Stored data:
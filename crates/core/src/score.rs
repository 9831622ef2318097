//! Composite risk score records.

use chrono::{DateTime, Utc};
use serde::{Deserialize, Serialize};

use crate::id::PopulationId;
use crate::risk::ScoreLevel;

/// A 0–100 composite risk index blending parasite, mortality, environmental
/// and treatment-history signals.
///
/// Each computation produces a fresh row; consumers treat only the latest
/// row per population as authoritative.
#[derive(Debug, Clone, PartialEq, Serialize, Deserialize)]
pub struct RiskScore {
    pub population_id: PopulationId,
    /// `100 × exceedance probability` from the 7-day forecast.
    pub lice_score: u8,
    /// Trailing-week mortality, scaled ×10 and capped at 100.
    pub mortality_score: u8,
    /// Environment quality (higher is better; inverted when blended).
    pub environment_score: u8,
    /// Mean treatment effectiveness (higher is better; inverted when blended).
    pub treatment_score: u8,
    /// Weighted blend of the components, in `[0, 100]`.
    pub overall_score: u8,
    pub risk_level: ScoreLevel,
    pub computed_at: DateTime<Utc>,
}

-- Problem to work on --
From the line holding "parasite, mortality, environmental" to the final line of the data, output each line exactly and nothing more.

-- Your response --
/// A 0–100 composite risk index blending parasite, mortality, environmental
/// and treatment-history signals.
///
/// Each computation produces a fresh row; consumers treat only the latest
/// row per population as authoritative.
#[derive(Debug, Clone, PartialEq, Serialize, Deserialize)]
pub struct RiskScore {
    pub population_id: PopulationId,
    /// `100 × exceedance probability` from the 7-day forecast.
    pub lice_score: u8,
    /// Trailing-week mortality, scaled ×10 and capped at 100.
    pub mortality_score: u8,
    /// Environment quality (higher is better; inverted when blended).
    pub environment_score: u8,
    /// Mean treatment effectiveness (higher is better; inverted when blended).
    pub treatment_score: u8,
    /// Weighted blend of the components, in `[0, 100]`.
    pub overall_score: u8,
    pub risk_level: ScoreLevel,
    pub computed_at: DateTime<Utc>,
}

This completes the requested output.